Senior Medical Writer

Job Reference: #64023 Add to saved jobs

  • Salary $120000 - 130000
  • Location Remote
  • Permanent
  • Sector Pharmaceuticals

Job Summary

Meet's top Biopharma client has engaged us on an EXCLUSIVE new search for a talented Senior Medical Writer. This role can be fully-remote based and will be leading the completion of regulatory documents in support of their extensive development pipeline (Virology, Immunology, Oncology, Rheumatology etc.).
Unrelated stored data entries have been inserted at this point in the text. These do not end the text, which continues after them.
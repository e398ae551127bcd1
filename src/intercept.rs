//! Stream interception: line normalization and output taps.
//!
//! Two entry points feed the delivery pipeline: tailing a child process's
//! stdout/stderr, and a [`Tee`] wrapper that mirrors the host's own writes
//! while submitting a parsed copy of each completed line.

use crate::delivery::{now_timestamp, LogEntry, Severity};
use crate::webrtc::Manager;
use chrono::DateTime;
use serde_json::Value;
use std::io::{self, Write};
use tokio::io::{AsyncBufReadExt, AsyncRead, BufReader};
use tracing::debug;

/// Lines carrying these markers come from the forwarding machinery itself
/// and must never be re-submitted.
const SKIP_MARKERS: [&str; 2] = ["[OpenPull", "DEBUG:"];

pub(crate) fn should_skip(line: &str) -> bool {
    SKIP_MARKERS.iter().any(|marker| line.contains(marker))
}

/// Normalize one raw output line into a [`LogEntry`].
///
/// JSON objects keep their extra top-level fields; `level`/`type`,
/// `message`/`msg` and `timestamp`/`time` feed the canonical trio. Anything
/// that is not a JSON object becomes a plain entry at the stream's default
/// severity.
pub fn parse_line(line: &str, default: Severity) -> LogEntry {
    let trimmed = line.trim();
    if trimmed.is_empty() {
        return LogEntry::new(default, "");
    }

    let Ok(Value::Object(object)) = serde_json::from_str::<Value>(trimmed) else {
        return LogEntry::new(default, trimmed);
    };

    let kind = object
        .get("level")
        .and_then(Value::as_str)
        .or_else(|| object.get("type").and_then(Value::as_str))
        .and_then(Severity::from_label)
        .unwrap_or(default);

    let message = object
        .get("message")
        .and_then(Value::as_str)
        .or_else(|| object.get("msg").and_then(Value::as_str))
        .unwrap_or(trimmed)
        .to_string();

    let timestamp = object
        .get("timestamp")
        .and_then(timestamp_value)
        .or_else(|| object.get("time").and_then(timestamp_value))
        .unwrap_or_else(now_timestamp);

    let fields = object
        .into_iter()
        .filter(|(key, _)| !matches!(key.as_str(), "type" | "message" | "timestamp"))
        .collect();

    LogEntry {
        kind,
        message,
        timestamp,
        fields,
    }
}

fn timestamp_value(value: &Value) -> Option<String> {
    match value {
        Value::String(s) => Some(s.clone()),
        Value::Number(n) => n
            .as_i64()
            .and_then(DateTime::from_timestamp_millis)
            .map(|t| t.to_rfc3339_opts(chrono::SecondsFormat::Millis, true)),
        _ => None,
    }
}

/// Tail a readable line-by-line, submitting each line at `default` severity.
pub(crate) async fn tail_lines<R>(manager: Manager, reader: R, default: Severity)
where
    R: AsyncRead + Unpin,
{
    let mut lines = BufReader::new(reader).lines();
    loop {
        match lines.next_line().await {
            Ok(Some(line)) => manager.submit_line(&line, default),
            Ok(None) => break,
            Err(e) => {
                debug!("stream read error, stopping tail: {e}");
                break;
            }
        }
    }
}

/// Writer wrapper that mirrors every byte to the inner writer unchanged and
/// additionally submits each completed line to the forwarding pipeline.
///
/// Writes produced from inside the delivery path — an observer printing a
/// diagnostic through a tee — pass through without being re-submitted, so
/// the pipeline cannot loop. The guard is scoped to the submitting call
/// stack; writes that are merely concurrent with someone else's submission
/// are forwarded normally.
/// Dropping the tee flushes a trailing partial line and restores plain
/// writing.
pub struct Tee<W: Write> {
    inner: W,
    manager: Manager,
    default: Severity,
    pending: Vec<u8>,
}

impl<W: Write> Tee<W> {
    pub(crate) fn new(manager: Manager, inner: W, default: Severity) -> Self {
        Self {
            inner,
            manager,
            default,
            pending: Vec::new(),
        }
    }

    pub fn get_ref(&self) -> &W {
        &self.inner
    }

    fn absorb(&mut self, chunk: &[u8]) {
        self.pending.extend_from_slice(chunk);
        while let Some(pos) = self.pending.iter().position(|&b| b == b'\n') {
            let line: Vec<u8> = self.pending.drain(..=pos).collect();
            self.submit(&line[..line.len() - 1]);
        }
    }

    fn submit(&self, line: &[u8]) {
        if self.manager.in_submission() {
            return;
        }
        let line = String::from_utf8_lossy(line);
        self.manager.submit_line(&line, self.default);
    }
}

impl<W: Write> Write for Tee<W> {
    fn write(&mut self, buf: &[u8]) -> io::Result<usize> {
        let written = self.inner.write(buf)?;
        self.absorb(&buf[..written]);
        Ok(written)
    }

    fn flush(&mut self) -> io::Result<()> {
        self.inner.flush()
    }
}

impl<W: Write> Drop for Tee<W> {
    fn drop(&mut self) {
        if !self.pending.is_empty() {
            let line = std::mem::take(&mut self.pending);
            self.submit(&line);
        }
    }
}

#[cfg(test)]
mod tests {
    use super::*;

    #[test]
    fn json_line_passes_extra_fields_through() {
        let entry = parse_line(r#"{"level":"error","msg":"boom","code":42}"#, Severity::Info);
        assert_eq!(entry.kind, Severity::Error);
        assert_eq!(entry.message, "boom");
        assert!(!entry.timestamp.is_empty());
        assert_eq!(entry.fields.get("level"), Some(&Value::from("error")));
        assert_eq!(entry.fields.get("msg"), Some(&Value::from("boom")));
        assert_eq!(entry.fields.get("code"), Some(&Value::from(42)));
    }

    #[test]
    fn warning_line_keeps_originals_alongside_canonical_trio() {
        let entry = parse_line(
            r#"{"level":"warning","msg":"m","extra":42}"#,
            Severity::Info,
        );
        assert_eq!(entry.kind, Severity::Warning);
        assert_eq!(entry.message, "m");
        assert_eq!(entry.fields.get("extra"), Some(&Value::from(42)));
        assert_eq!(entry.fields.get("level"), Some(&Value::from("warning")));
        assert_eq!(entry.fields.get("msg"), Some(&Value::from("m")));
    }

    #[test]
    fn plain_text_line_uses_the_stream_default() {
        let entry = parse_line("segfault", Severity::Error);
        assert_eq!(entry.kind, Severity::Error);
        assert_eq!(entry.message, "segfault");
        assert!(entry.fields.is_empty());
    }

    #[test]
    fn unknown_level_collapses_to_default() {
        let entry = parse_line(r#"{"level":"notice","msg":"m"}"#, Severity::Info);
        assert_eq!(entry.kind, Severity::Info);
    }

    #[test]
    fn message_falls_back_to_the_raw_line() {
        let entry = parse_line(r#"{"level":"debug"}"#, Severity::Info);
        assert_eq!(entry.kind, Severity::Debug);
        assert_eq!(entry.message, r#"{"level":"debug"}"#);
    }

    #[test]
    fn explicit_timestamp_passes_through() {
        let entry = parse_line(
            r#"{"msg":"m","timestamp":"2023-11-14T00:00:00Z"}"#,
            Severity::Info,
        );
        assert_eq!(entry.timestamp, "2023-11-14T00:00:00Z");
        // The canonical key is not duplicated into the extras.
        assert!(!entry.fields.contains_key("timestamp"));
    }

    #[test]
    fn numeric_time_becomes_iso() {
        let entry = parse_line(r#"{"msg":"m","time":1700000000000}"#, Severity::Info);
        assert!(entry.timestamp.starts_with("2023-11-14T"));
    }

    #[test]
    fn non_object_json_is_treated_as_text() {
        let entry = parse_line(r#"[1,2,3]"#, Severity::Info);
        assert_eq!(entry.message, "[1,2,3]");
        assert_eq!(entry.kind, Severity::Info);
    }

    #[test]
    fn loop_markers_are_skipped() {
        assert!(should_skip("[OpenPull] replaying 3 entries"));
        assert!(should_skip("DEBUG: negotiating"));
        assert!(!should_skip("ordinary line"));
    }

    #[test]
    fn whitespace_trims_to_empty_message() {
        let entry = parse_line("   \t  ", Severity::Info);
        assert_eq!(entry.message, "");
    }
}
This is an excellent opportunity for someone looking for flexibility within a leading Biopharma sponsor and to work on exciting products at various life cycle stages. 

Job Overview

• Handles all components of writing clinical and non-clinical regulatory documents including but not limited to CSRs, Protocols, IBs, major BLA/IND/NDA submissions and (e)CTD Module documents

• Independently resolves document content issues and questions arising during the writing. process

• Maintains strict timelines for all clinical/nonclinical documents

• Acts as Subject Matter Expert for assigned clinical teams and liaises with internal and external departments effectively

• Assures document completion in accordance with ICH and other regulatory guidelines

• Navigates team dynamics and drives timelines as a project lead

• Explains data in a manner consistent with clinical regulatory requirements

• Confirms completeness of information to be presented, Challenges conclusions when necessary

• Arranges, conducts and leads team review meetings throughout project progression

Skills Required

• Minimum of 3 years in the pharmaceutical industry

• 2-3+ years of experience writing clinical and regulatory documents

• Advanced Degree in Life Sciences, PhD preferred, Professional Medical Writing certification (e.g., AMWA, EMWA, RAPS) an advantage, but not mandatory

• Expert knowledge of US and international regulations, requirements and guidance associated with scientific publications or clinical regulatory document preparation and submissions

• Exceptional writing ability with strong attention to grammar and punctuation details

• Pharma or CRO experience

Contact Details

Please contact Meghan McCann on +1 646-569-9081 or email if you would like to know more about this opportunity. This will be 100% confidential.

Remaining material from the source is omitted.